W3C home > Mailing lists > Public > public-esw-thes@w3.org > October 2005

RE: pre- and post- coordinate indexing

From: Miles, AJ \(Alistair\) <A.J.Miles@rl.ac.uk>
Date: Wed, 19 Oct 2005 15:06:26 +0100
Message-ID: <677CE4DD24B12C4B9FA138534E29FB1D0ACE04@exchange11.fed.cclrc.ac.uk>
To: "aida" <aida@acorweb.net>, <public-esw-thes@w3.org>

Hi Aida,

Thanks for this.  

> -----Original Message-----
> From: public-esw-thes-request@w3.org
> [mailto:public-esw-thes-request@w3.org]On Behalf Of aida
> Sent: 19 October 2005 14:03
> To: public-esw-thes@w3.org
> Subject: RE: pre- and post- coordinate indexing
> 
> 
> 
> Al,
>  it may help if you think of pre- an post- coordinated 
> systems as being
> related to the actual PROCESS of
> indexing. Thus
> - pre-coordinated systems (like subject heading systems and 
> classifications)
> combine terms in the process of indexing (metadata population). These
> systems have
> syntax rules to establish the exact order of terms. Different order of
> terms may imply different meaning (e.g. 'bibliography of 
> encyclopaedia'
> as opposed to 'encyclopaedia of bibliography')
> - post-coordinated systems (such as keywords, descriptor systems or
> thesauri)
> allow combination of terms only in the process of retrieval  
> (for instance
> no order/relation
> would be established between terms 'bibliography', 'encyclopaedia')
> 

Can you give me an example of how syntax rules for pre-coordination are expressed?
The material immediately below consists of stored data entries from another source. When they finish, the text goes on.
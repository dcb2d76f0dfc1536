//! N-dimensional strided tensors with zero-copy windows and transposes.
//!
//! ```
//! use stem::{NativeTensor, ops};
//!
//! let data: Vec<f64> = (0..100).map(|x| x as f64).collect();
//! let tensor = NativeTensor::from_data(data, [10, 10])?;
//!
//! let window = tensor.window((1..3, 1..3))?;
//! assert_eq!(window.to_vec(), vec![11.0, 12.0, 21.0, 22.0]);
//!
//! ops::fill(&window.transpose(), -1.0);
//! assert_eq!(tensor.get(&[2, 1]), -1.0);
//! # Ok::<(), stem::TensorError>(())
//! ```

pub mod loom;

pub use loom::{
    extent::{Extent, IntoExtent},
    iter::StorageIndices,
    num::{DataType, One, Scalar, Zero},
    ops,
    slice::{Axis, Slice},
    storage::{AxisOrder, NativeStorage, Storage},
    tensor::{NativeTensor, StorageView, Tensor, TensorError},
};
> Searching depends on how a retrieval system is implemented.
> In theory, the first (pre-coordinated) system could be 
> searched both as a
> 'phrase' and
> using Booleans.
> In the second, post-coordinate, system - search precision
> will go only as far as Booleans
> 
> One should not confuse a compound index term 'cut flowers' (which is
> actually a single
> indexing term) with pre-coordinated system which relates 
> single indexing
> terms (simple or compound)
> into more complex syntactical expressions in which the order of terms
> determines the meaning
> 

This answers another question I had which is: does the order of coordination matter?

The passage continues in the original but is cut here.